Department of Computer Science, University of California, Irvine, USA.
BMC Bioinformatics. 2014 Feb 5;15:42. doi: 10.1186/1471-2105-15-42.
Next-generation sequencing (NGS) enables rapid production of billions of bases at a relatively low cost. Mapping reads from next-generation sequencers to a given reference genome is an important first step in many sequencing applications. Popular read mappers, such as Bowtie and BWA, are optimized to return top one or a few candidate locations of each read.
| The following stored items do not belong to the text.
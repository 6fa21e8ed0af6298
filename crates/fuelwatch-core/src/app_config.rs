/// Lower bound for the scheduled refresh interval. Retailers publish roughly
/// hourly, and polling all fourteen feeds faster than this is wasted load.
pub const MIN_UPDATE_INTERVAL_SECS: u64 = 300;

#[derive(Debug, Clone, PartialEq, Eq)]
pub struct AppConfig {
    pub log_level: String,
    /// Per-endpoint fetch timeout.
    pub request_timeout_secs: u64,
    pub user_agent: String,
    /// How long a refreshed corpus is served before the next fan-out.
    pub cache_ttl_secs: u64,
    /// Interval between scheduled refreshes in watch mode.
    pub update_interval_secs: u64,
}

impl Default for AppConfig {
    fn default() -> Self {
        Self {
            log_level: "info".to_string(),
            request_timeout_secs: 15,
            user_agent: "fuelwatch/0.1 (+uk-fuel-price-aggregator)".to_string(),
            cache_ttl_secs: 3600,
            update_interval_secs: 3600,
        }
    }
}
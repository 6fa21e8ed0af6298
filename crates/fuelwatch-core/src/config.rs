use crate::app_config::{AppConfig, MIN_UPDATE_INTERVAL_SECS};
use crate::ConfigError;

/// Load application configuration from environment variables.
///
/// Calls `dotenvy::dotenv().ok()` to load `.env` files before reading env vars.
///
/// # Errors
///
/// Returns `ConfigError` if a value is present but cannot be parsed or is
/// out of range.
pub fn load_app_config() -> Result<AppConfig, ConfigError> {
    dotenvy::dotenv().ok();
    load_app_config_from_env()
}

/// Load application configuration from environment variables already in the process.
///
/// Unlike [`load_app_config`], this does NOT load `.env` files.
///
/// # Errors
///
/// Returns `ConfigError` if a value is present but cannot be parsed or is
/// out of range.
pub fn load_app_config_from_env() -> Result<AppConfig, ConfigError> {
    build_app_config(|key| std::env::var(key))
}

/// Build configuration from the provided env-var lookup function.
///
/// Every variable is optional; defaults come from [`AppConfig::default`].
fn build_app_config<F>(lookup: F) -> Result<AppConfig, ConfigError>
where
    F: Fn(&str) -> Result<String, std::env::VarError>,
{
    let defaults = AppConfig::default();

    let parse_u64 = |var: &str, default: u64| -> Result<u64, ConfigError> {
        match lookup(var) {
            Ok(raw) => raw
                .trim()
                .parse::<u64>()
                .map_err(|e| ConfigError::InvalidEnvVar {
                    var: var.to_string(),
                    reason: e.to_string(),
                }),
            Err(_) => Ok(default),
        }
    };

    let log_level = lookup("FUELWATCH_LOG_LEVEL").unwrap_or(defaults.log_level);
    let user_agent = lookup("FUELWATCH_USER_AGENT")
        .ok()
        .filter(|ua| !ua.trim().is_empty())
        .unwrap_or(defaults.user_agent);

    let request_timeout_secs =
        parse_u64("FUELWATCH_REQUEST_TIMEOUT_SECS", defaults.request_timeout_secs)?;
    if request_timeout_secs == 0 {
        return Err(ConfigError::InvalidEnvVar {
            var: "FUELWATCH_REQUEST_TIMEOUT_SECS".to_string(),
            reason: "timeout must be greater than zero".to_string(),
        });
    }

    let cache_ttl_secs = parse_u64("FUELWATCH_CACHE_TTL_SECS", defaults.cache_ttl_secs)?;

    let update_interval_secs =
        parse_u64("FUELWATCH_UPDATE_INTERVAL_SECS", defaults.update_interval_secs)?;
    if update_interval_secs < MIN_UPDATE_INTERVAL_SECS {
        return Err(ConfigError::InvalidEnvVar {
            var: "FUELWATCH_UPDATE_INTERVAL_SECS".to_string(),
            reason: format!(
                "interval must be at least {MIN_UPDATE_INTERVAL_SECS}s, got {update_interval_secs}s"
            ),
        });
    }

    Ok(AppConfig {
        log_level,
        request_timeout_secs,
        user_agent,
        cache_ttl_secs,
        update_interval_secs,
    })
}

#[cfg(test)]
#[path = "config_test.rs"]
mod tests;
pub mod app_config;
pub mod config;
pub mod stations;

pub use app_config::{AppConfig, MIN_UPDATE_INTERVAL_SECS};
pub use config::{load_app_config, load_app_config_from_env};
pub use stations::{FuelPrice, FuelType, GeoPoint, RetailerEndpoint, Station};

use thiserror::Error;

#[derive(Debug, Error)]
pub enum ConfigError {
    #[error("invalid value for {var}: {reason}")]
    InvalidEnvVar { var: String, reason: String },
}
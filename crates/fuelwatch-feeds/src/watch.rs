//! Standing queries evaluated on every scheduled refresh.

use fuelwatch_core::Station;

use crate::query::{QueryEngine, SearchArea, StationQuery};

/// What a scheduled watch reports on.
#[derive(Debug, Clone, PartialEq)]
pub enum WatchTarget {
    /// Stations around a point, ranked by the given fuel types.
    Area {
        area: SearchArea,
        fuel_types: Vec<String>,
    },
    /// A fixed list of station identifiers.
    Stations(Vec<String>),
}

impl WatchTarget {
    /// Builds a target from optional parts. An area takes precedence over a
    /// station list; with neither, returns `None`.
    #[must_use]
    pub fn from_parts(
        area: Option<SearchArea>,
        fuel_types: Vec<String>,
        site_ids: Vec<String>,
    ) -> Option<Self> {
        if let Some(area) = area {
            return Some(WatchTarget::Area { area, fuel_types });
        }
        let site_ids: Vec<String> = site_ids
            .into_iter()
            .map(|id| id.trim().to_string())
            .filter(|id| !id.is_empty())
            .collect();
        (!site_ids.is_empty()).then_some(WatchTarget::Stations(site_ids))
    }

    /// Evaluates the target against the engine's current corpus.
    ///
    /// Identifiers with no matching station are logged and skipped.
    pub async fn collect(&self, engine: &QueryEngine) -> Vec<Station> {
        match self {
            WatchTarget::Area { area, fuel_types } => {
                let query = StationQuery {
                    area: Some(*area),
                    fuel_types: fuel_types.clone(),
                    ..StationQuery::default()
                };
                engine.find(&query).await
            }
            WatchTarget::Stations(site_ids) => {
                let mut stations = Vec::with_capacity(site_ids.len());
                for site_id in site_ids {
                    match engine.get_by_id(site_id).await {
                        Some(station) => stations.push(station),
                        None => tracing::warn!(site_id, "no station data for watched site id"),
                    }
                }
                stations
            }
        }
    }
}

#[cfg(test)]
mod tests {
    use fuelwatch_core::GeoPoint;

    use super::*;

    fn area() -> SearchArea {
        SearchArea {
            center: GeoPoint::new(51.5, -0.12).unwrap(),
            radius_km: 5.0,
        }
    }

    #[test]
    fn area_beats_station_list() {
        let target = WatchTarget::from_parts(
            Some(area()),
            vec!["E10".to_string()],
            vec!["gb-1".to_string()],
        );
        assert!(matches!(target, Some(WatchTarget::Area { .. })));
    }

    #[test]
    fn blank_station_ids_are_ignored() {
        let target =
            WatchTarget::from_parts(None, vec![], vec![" ".to_string(), "gb-1 ".to_string()]);
        assert_eq!(target, Some(WatchTarget::Stations(vec!["gb-1".to_string()])));
    }

    #[test]
    fn nothing_to_watch_is_none() {
        assert_eq!(WatchTarget::from_parts(None, vec![], vec![]), None);
        assert_eq!(
            WatchTarget::from_parts(None, vec!["E10".to_string()], vec![String::new()]),
            None
        );
    }
}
However, identifying all mapping locations of each read, instead of just one or a few, is also important in some sequencing applications such as ChIP-seq for discovering binding sites in repeat regions, and RNA-seq for transcript abundance estimation.
Here we present Hobbes2, a software package designed for fast and accurate alignment of NGS reads and specialized in identifying all mapping locations of each read. Hobbes2 efficiently identifies all mapping locations of reads using a novel technique that utilizes additional prefix q-grams to improve filtering. We extensively compare Hobbes2 with state-of-the-art read mappers, and show that Hobbes2 can be an order of magnitude faster than other read mappers while consuming less memory space and achieving similar accuracy.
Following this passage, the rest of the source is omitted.